Side Reaction Correction and Non-Linear Exchange Current Density for Mathematical Modeling of Silicon Anode Based Lithium Ion Batteries
Abstract
Lithium-Ion Batteries (LIBs) are considered promising energy storage systems for electronic devices and vehicles. It has been suggested that the performance of the LIBs can be improved if the graphite in anode could be replaced with silicon because of its high capacity. However, silicon experiences a large volume change during battery cycling, which can cause cracks at the surface of the electrodes, failure at the separator-electrodes interface and large volumetric changes to the cell. To optimize the Si-anode-battery design, a simple model that can capture the hysteresis behavior in silicon is required. Hysteresis phenomena affect the performance of the battery. Our work mainly focuses on developing a physics-based electrochemical model that includes mechanical stress impact on voltage. The model can be used to investigate the impact of hydrostatic stress on the output voltage of silicon anode based Lithium-Ion batteries.

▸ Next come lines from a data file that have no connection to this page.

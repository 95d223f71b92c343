use tokio::sync::watch;

/// Cooperative shutdown flag. The worker checks a listener between steps and
/// races it against its sleeps; in-flight sends are never interrupted.
#[derive(Clone)]
pub struct Shutdown {
    flag: watch::Sender<bool>,
}

impl Shutdown {
    pub fn new() -> Self {
        let (flag, _) = watch::channel(false);
        Self { flag }
    }

    pub fn listener(&self) -> ShutdownListener {
        ShutdownListener {
            flag: self.flag.subscribe(),
        }
    }

    pub fn trigger(&self) {
        let _ = self.flag.send(true);
    }

    /// Wires CTRL+C (and SIGTERM on unix) to the flag.
    pub fn listen_for_signals(&self) {
        let on_ctrlc = self.clone();
        tokio::spawn(async move {
            if tokio::signal::ctrl_c().await.is_ok() {
                on_ctrlc.trigger();
            }
        });

        #[cfg(unix)]
        {
            use tokio::signal::unix::{signal, SignalKind};
            let on_term = self.clone();
            tokio::spawn(async move {
                if let Ok(mut sigterm) = signal(SignalKind::terminate()) {
                    sigterm.recv().await;
                    on_term.trigger();
                }
            });
        }
    }
}

impl Default for Shutdown {
    fn default() -> Self {
        Self::new()
    }
}

#[derive(Clone)]
pub struct ShutdownListener {
    flag: watch::Receiver<bool>,
}

impl ShutdownListener {
    pub fn is_shutdown(&self) -> bool {
        *self.flag.borrow()
    }

    /// Resolves once shutdown is requested; immediately if it already was.
    pub async fn wait(&mut self) {
        if *self.flag.borrow() {
            return;
        }
        let _ = self.flag.changed().await;
    }
}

In addition, both experimental and Verburgge & Cheng's analytical approach is applied to identify the importance of stress in the voltage hysteresis of silicon-anode batteries in lithiation-delithiation cycles. To investigate the influence of hydrostatic stresses on electrochemical reactions in battery electrodes, a modified version of the Butler'Volmer electrochemical kinetics equation associated with hydrostatic stress is developed and applied in the model. Hysteresis behavior observed during the experimental cycling of three different types of Si particles (carbon-coated porous, nano-sized and bulk(ball-milled)) cells is studied using this model. The model is made as simple as possible by assuming to be one dimensional, single spherical particle, half-cell and without electrolyte.
About the Presenter
Al-Mustasin Abir Hossain
Al-Mustasin Abir Hossain is a Graduate Researcher working in the Electrochemical Engineering Lab who is pursuing a Master of Science in Mechanical Engineering. His focus is mainly on the development of a physics-based electrochemical model and sensitivity analysis of Lithium-ion batteries. The person was got skills in the operation of Potentiostats, Thermal chamber and Data Loggers in the laboratory. Besides gathered experience in Simulation Arena. He gained much experience working with silicon Anode based Lithium-Ion batteries. He also achieved expertise with Parametric analysis and optimization. He used his overall skills in the battery management system.